私は決して泣かない(2020年製作の映画)
4.1
出稼ぎで働くお父さん達の大変さ、悲しさに胸が締め付けられました。主人公のオラは素行の悪い女子高生で、正直、感情移入出来ないタイプだが、必要に迫られ、少しずつ変わらざるを得なくなります。ほんわか温かい系ではありませんが、疎遠だった親子がハードな背景下で、繋がって行く素敵な物語。好みでした。

ポーランドで暮らす17歳のオラは、ヘビースモーカーで酒好きな不良少女で、車も好きで学校をサボり整備工場でバイトする。家には重い障害を持つ兄がいて仲は良いが、母との喧嘩を聞いていてもかなり気性が荒い。父はアイルランドに出稼ぎに行っていて、長年会っておらず、父がどんな人間なのかも良く知らない。2人を繋げているのは、オラが運転免許を取ったら車を買ってくれると言う約束。ある日、父の訃報が入り、英語が出来ない母に代わり、遺体をポーランドに持ち帰る事になるのでした。




ネタバレ↓




慣れない土地で英語を駆使し、手続きをしなくてはならないのだが、行政の長い列には並ばず、強引に担当者の部屋に入り父を亡くした可哀想な少女アピールをし、彼に手続きを教えて貰う。

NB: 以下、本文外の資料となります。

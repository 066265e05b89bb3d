//! Upload task list from the local filesystem

use super::{entry_name, join_name};
use crate::types::{Operation, SyncError, TransferTask};
use camino::Utf8Path;
use std::fs;
use tracing::debug;

/// Build the upload task list for `root`.
///
/// A file yields one task placed directly under `destination`. A directory
/// is mirrored under `destination` by its own name, and its entries are
/// visited in name order with that directory as their destination.
///
/// # Errors
/// Any stat or listing failure aborts enumeration, as does anything that
/// is neither a regular file nor a directory (symlinks, devices, sockets).
pub fn build_upload_list(
    root: &Utf8Path,
    destination: &Utf8Path,
) -> Result<Vec<TransferTask>, SyncError> {
    let mut tasks = Vec::new();
    collect(root, destination, &mut tasks)?;
    debug!(root = %root, tasks = tasks.len(), "Upload list built");
    Ok(tasks)
}

fn collect(
    path: &Utf8Path,
    destination: &Utf8Path,
    tasks: &mut Vec<TransferTask>,
) -> Result<(), SyncError> {
    let metadata = fs::symlink_metadata(path).map_err(|e| SyncError::Enumeration {
        path: path.to_string(),
        reason: e.to_string(),
    })?;
    let file_type = metadata.file_type();

    if file_type.is_file() {
        let to = join_name(destination, entry_name(path));
        debug!(from = %path, to = %to, "Queued upload");
        tasks.push(TransferTask::new(Operation::Upload, path, to));
    } else if file_type.is_dir() {
        let nested = join_name(destination, entry_name(path));
        for name in sorted_entries(path)? {
            collect(&path.join(&name), &nested, tasks)?;
        }
    } else {
        return Err(SyncError::UnsupportedFileType {
            path: path.to_string(),
        });
    }

    Ok(())
}

fn sorted_entries(dir: &Utf8Path) -> Result<Vec<String>, SyncError> {
    let enumeration_error = |reason: String| SyncError::Enumeration {
        path: dir.to_string(),
        reason,
    };

    let mut names = Vec::new();
    for entry in fs::read_dir(dir).map_err(|e| enumeration_error(e.to_string()))? {
        let entry = entry.map_err(|e| enumeration_error(e.to_string()))?;
        let name = entry.file_name().into_string().map_err(|raw| {
            enumeration_error(format!("non UTF-8 entry name {:?}", raw))
        })?;
        names.push(name);
    }
    names.sort();
    Ok(names)
}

病院に行き遺体を確認し、職場で保険金を受け取ろうとするが降りない。大使館で移送許可証を貰い、葬儀屋で運搬用の手続きをする等、大人が聞いても大変そうな作業をこなす。
タイムカードを押さずに働いていた父は労災が認められず保険が降りないと言われた。
途方にくれると思ったら、地元の不良達と酒を飲み交わしたり、相部屋で寝泊まりする等、不良娘は逞しい。

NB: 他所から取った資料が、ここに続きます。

//! Result aggregation
//!
//! A single aggregator owns the [`TransferSummary`] and is the only writer;
//! workers hand results over through the results queue.

use crate::types::{SyncError, TransferResult, TransferStatus};
use crate::ui::ProgressReporter;
use camino::Utf8PathBuf;
use std::time::{Duration, Instant};
use tokio::sync::mpsc;
use tracing::{debug, error};

/// Run-wide statistics
#[derive(Debug, Clone, Default, PartialEq, Eq)]
pub struct TransferSummary {
    pub done: usize,
    pub failed: usize,
    pub already_exists: usize,
    /// Bytes of successfully transferred files
    pub total_bytes: u64,
    /// Per-task durations summed, as if a single worker did everything
    pub raw_time: Duration,
    /// Real time from first dispatch to last result
    pub wall_time: Duration,
    /// Source paths of failed tasks, in arrival order
    pub failed_paths: Vec<Utf8PathBuf>,
}

impl TransferSummary {
    pub fn count(&self, status: TransferStatus) -> usize {
        match status {
            TransferStatus::Done => self.done,
            TransferStatus::Failed => self.failed,
            TransferStatus::AlreadyExists => self.already_exists,
        }
    }

    /// Number of results recorded
    pub fn total(&self) -> usize {
        self.done + self.failed + self.already_exists
    }

    pub fn has_failures(&self) -> bool {
        self.failed > 0
    }

    /// Bytes per second a single worker would have achieved
    pub fn raw_throughput(&self) -> u64 {
        bytes_per_second(self.total_bytes, self.raw_time)
    }

    /// Bytes per second actually achieved by the pool
    pub fn actual_throughput(&self) -> u64 {
        bytes_per_second(self.total_bytes, self.wall_time)
    }
}

fn bytes_per_second(bytes: u64, elapsed: Duration) -> u64 {
    let secs = elapsed.as_secs_f64();
    if secs > 0.0 {
        (bytes as f64 / secs) as u64
    } else {
        0
    }
}

/// Folds exactly `expected` results into a summary
#[derive(Debug)]
pub struct ResultAggregator {
    expected: usize,
    summary: TransferSummary,
}

impl ResultAggregator {
    pub fn new(expected: usize) -> Self {
        Self {
            expected,
            summary: TransferSummary::default(),
        }
    }

    pub fn received(&self) -> usize {
        self.summary.total()
    }

    pub fn is_complete(&self) -> bool {
        self.received() >= self.expected
    }

    pub fn record(&mut self, result: TransferResult) {
        let summary = &mut self.summary;
        match result.status {
            TransferStatus::Done => {
                summary.done += 1;
                summary.total_bytes += result.size;
                summary.raw_time += result.time_spent;
            }
            TransferStatus::AlreadyExists => {
                summary.already_exists += 1;
            }
            TransferStatus::Failed => {
                summary.failed += 1;
                match &result.error {
                    Some(e) => error!(file = %result.task.from, error = %e, "Transfer failed"),
                    None => error!(file = %result.task.from, "Transfer failed"),
                }
                summary.failed_paths.push(result.task.from);
            }
        }
    }

    pub fn finish(self, wall_time: Duration) -> TransferSummary {
        TransferSummary {
            wall_time,
            ..self.summary
        }
    }
}

/// Consume `expected` results from the queue.
///
/// Returns as soon as the count is reached, whether or not the queue is
/// closed. A queue that closes early means results were lost.
pub async fn collect_results(
    mut results: mpsc::Receiver<TransferResult>,
    expected: usize,
    mut progress: ProgressReporter,
) -> Result<TransferSummary, SyncError> {
    let started = Instant::now();
    let mut aggregator = ResultAggregator::new(expected);

    while !aggregator.is_complete() {
        match results.recv().await {
            Some(result) => {
                progress.record_result(&result);
                aggregator.record(result);
            }
            None => {
                progress.abandon();
                return Err(SyncError::Pool(format!(
                    "result queue closed after {} of {} results",
                    aggregator.received(),
                    expected
                )));
            }
        }
    }

    let summary = aggregator.finish(started.elapsed());
    progress.finish_transfer(&summary);
    debug!(results = summary.total(), "All results collected");
    Ok(summary)
}

#[cfg(test)]
mod tests {
    use super::*;
    use crate::types::{Operation, RemoteError, TransferTask};

    fn task(name: &str) -> TransferTask {
        TransferTask::new(Operation::Upload, format!("/src/{}", name), format!("/dst/{}", name))
    }

    fn mixed_results() -> Vec<TransferResult> {
        vec![
            TransferResult::done(task("a"), Duration::from_millis(100), 10),
            TransferResult::already_exists(task("b")),
            TransferResult::failed(
                task("c"),
                Duration::from_millis(50),
                7,
                RemoteError::other("/dst/c", "boom").into(),
            ),
            TransferResult::done(task("d"), Duration::from_millis(300), 30),
        ]
    }

    #[test]
    fn test_record_updates_per_status() {
        let mut aggregator = ResultAggregator::new(4);
        for result in mixed_results() {
            aggregator.record(result);
        }
        assert!(aggregator.is_complete());

        let summary = aggregator.finish(Duration::from_millis(200));
        assert_eq!(summary.count(TransferStatus::Done), 2);
        assert_eq!(summary.count(TransferStatus::AlreadyExists), 1);
        assert_eq!(summary.count(TransferStatus::Failed), 1);
        assert_eq!(summary.total(), 4);
        assert_eq!(summary.total_bytes, 40);
        assert_eq!(summary.raw_time, Duration::from_millis(400));
        assert_eq!(summary.failed_paths, vec![Utf8PathBuf::from("/src/c")]);
    }

    #[test]
    fn test_throughput() {
        let summary = TransferSummary {
            done: 1,
            total_bytes: 1000,
            raw_time: Duration::from_secs(4),
            wall_time: Duration::from_secs(1),
            ..TransferSummary::default()
        };
        assert_eq!(summary.raw_throughput(), 250);
        assert_eq!(summary.actual_throughput(), 1000);
        assert_eq!(TransferSummary::default().actual_throughput(), 0);
    }

    #[tokio::test]
    async fn test_collect_stops_at_expected_count_with_queue_open() {
        let (tx, rx) = mpsc::channel(2);
        let collector = tokio::spawn(collect_results(rx, 4, ProgressReporter::hidden()));

        for result in mixed_results() {
            tx.send(result).await.unwrap();
        }

        let summary = collector.await.unwrap().expect("all results arrived");
        assert_eq!(summary.total(), 4);
        assert!(summary.has_failures());
        // The sender is still alive; completion came from the count alone.
        drop(tx);
    }

    #[tokio::test]
    async fn test_collect_reports_lost_results() {
        let (tx, rx) = mpsc::channel(4);
        tx.send(TransferResult::already_exists(task("a"))).await.unwrap();
        drop(tx);

        let err = collect_results(rx, 3, ProgressReporter::hidden()).await.unwrap_err();
        assert!(matches!(err, SyncError::Pool(_)));
        assert!(err.to_string().contains("1 of 3"));
    }

    #[tokio::test]
    async fn test_collect_nothing_expected() {
        let (_tx, rx) = mpsc::channel(1);
        let summary = collect_results(rx, 0, ProgressReporter::hidden()).await.unwrap();
        assert_eq!(summary.total(), 0);
    }
}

職場で父の秘密を知る。父の死亡状況に納得がいかないオラは、自力で忍び込み、父の事故について調べ、責任者に詰め寄り僅かだがお金を出させた。
そして、父の財布から、サラという女性の写真を見付ける。美容院で働くサラを訪ねると父は彼女と同居していた。サラは父が死んだ為、家賃が払えずに引っ越しする所だった。
オラは、サラの持ち物から、父がオラの車を買う為に貯めていた金を盗んだ。
金は遺体の搬送用には十分だったが、車が欲しいオラは父を火葬し搬送費を浮かして、車を買おうと、優しい行政担当者を再び捕まえ、彼に手続きして欲しいと言うが、
彼はオラに「典型的なポーランド人だな。出稼ぎに来て一生懸命働いてる父の顔も名前も忘れ、毎月お金を送ってくれるだけの人だと思っている。真面目に働いた父の事を考え、父の為に金を使え」と怒った。この人、凄く良い人。
さすがにこの言葉はオラに響いた。
オラは火葬後の残りの金をサラ(恐らく妊婦)にあげ、父の遺骨を引き取り、ポーランドに帰った。

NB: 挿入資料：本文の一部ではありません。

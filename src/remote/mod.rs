//! Remote protocol client abstraction
//!
//! Workers only talk to the server through [`RemoteClient`]; each one gets
//! its own session from a [`Connector`].

pub mod memory;
pub mod webdav;

use crate::config::TransferSettings;
use crate::types::{RemoteError, SyncError};
use async_trait::async_trait;
use bytes::Bytes;
use futures::Stream;
use std::io;
use std::pin::Pin;

pub use memory::MemoryConnector;
pub use webdav::WebDavConnector;

/// Streamed file content
pub type ByteStream = Pin<Box<dyn Stream<Item = io::Result<Bytes>> + Send>>;

/// What a remote stat returned
#[derive(Debug, Clone, PartialEq, Eq)]
pub enum RemoteEntry {
    /// Plain file with the server's content tag, if it sent one
    File { etag: Option<String> },
    Directory,
    /// Anything the server reports that is neither a file nor a collection
    Other,
}

/// One persistent remote session
#[async_trait]
pub trait RemoteClient: Send + Sync {
    async fn stat(&self, path: &str) -> Result<RemoteEntry, RemoteError>;

    /// Names of the direct children of a directory
    async fn list_dir(&self, path: &str) -> Result<Vec<String>, RemoteError>;

    /// Create a directory and all missing parents; existing ones are fine
    async fn create_dir_all(&self, path: &str) -> Result<(), RemoteError>;

    async fn read_stream(&self, path: &str) -> Result<ByteStream, RemoteError>;

    async fn write_stream(&self, path: &str, stream: ByteStream) -> Result<(), RemoteError>;
}

/// Builds one session per call from shared settings
#[async_trait]
pub trait Connector: Send + Sync {
    async fn connect(&self, settings: &TransferSettings) -> Result<Box<dyn RemoteClient>, SyncError>;
}

/// Normalize a remote path to `/`-separated, absolute, without trailing slash
pub fn normalize_path(path: &str) -> String {
    let parts: Vec<&str> = path
        .split(|c: char| c == '/' || c == '\\')
        .filter(|part| !part.is_empty() && *part != ".")
        .collect();
    format!("/{}", parts.join("/"))
}

/// Parent directory of a normalized remote path (`/` for top-level entries)
pub fn parent_path(path: &str) -> String {
    let path = normalize_path(path);
    match path.rfind('/') {
        Some(0) | None => "/".to_string(),
        Some(idx) => path[..idx].to_string(),
    }
}

#[cfg(test)]
mod tests {
    use super::*;

    #[test]
    fn test_normalize_path() {
        assert_eq!(normalize_path("/dst/a/"), "/dst/a");
        assert_eq!(normalize_path("dst//a"), "/dst/a");
        assert_eq!(normalize_path("\\dst\\a"), "/dst/a");
        assert_eq!(normalize_path("/"), "/");
        assert_eq!(normalize_path(""), "/");
        assert_eq!(normalize_path("/./a"), "/a");
    }

    #[test]
    fn test_parent_path() {
        assert_eq!(parent_path("/dst/a/f1.txt"), "/dst/a");
        assert_eq!(parent_path("/f1.txt"), "/");
        assert_eq!(parent_path("/"), "/");
    }
}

オラは、葬式の会場から霊柩車を盗み、父の遺骨と共に笑顔で走り出す。

17歳の子供にとって、出稼ぎに出て家に帰らない父がどんな存在なのかと描いた何だか胸の痛くなる作品でしたが、何年も帰らなければ、あんな風になって行くのかも知れない。きっと母(妻)も感謝はしていただろうけど、お金を送ってくれる人っぽくなってたのかも⁉。
父を知る人達に話を聞き、お金のない中、何とか家族の為に奮闘するオラは、実はとても優しい子。しかも、不良少女だったからこそ、くぐり抜けた節さえある。ラストに父が愛したであろうサラにお金を渡した時、お父さんも報われたかな?って思いました。
何かオラが嫌いだったけど、最後は好きになってた!素敵な作品だったと思う。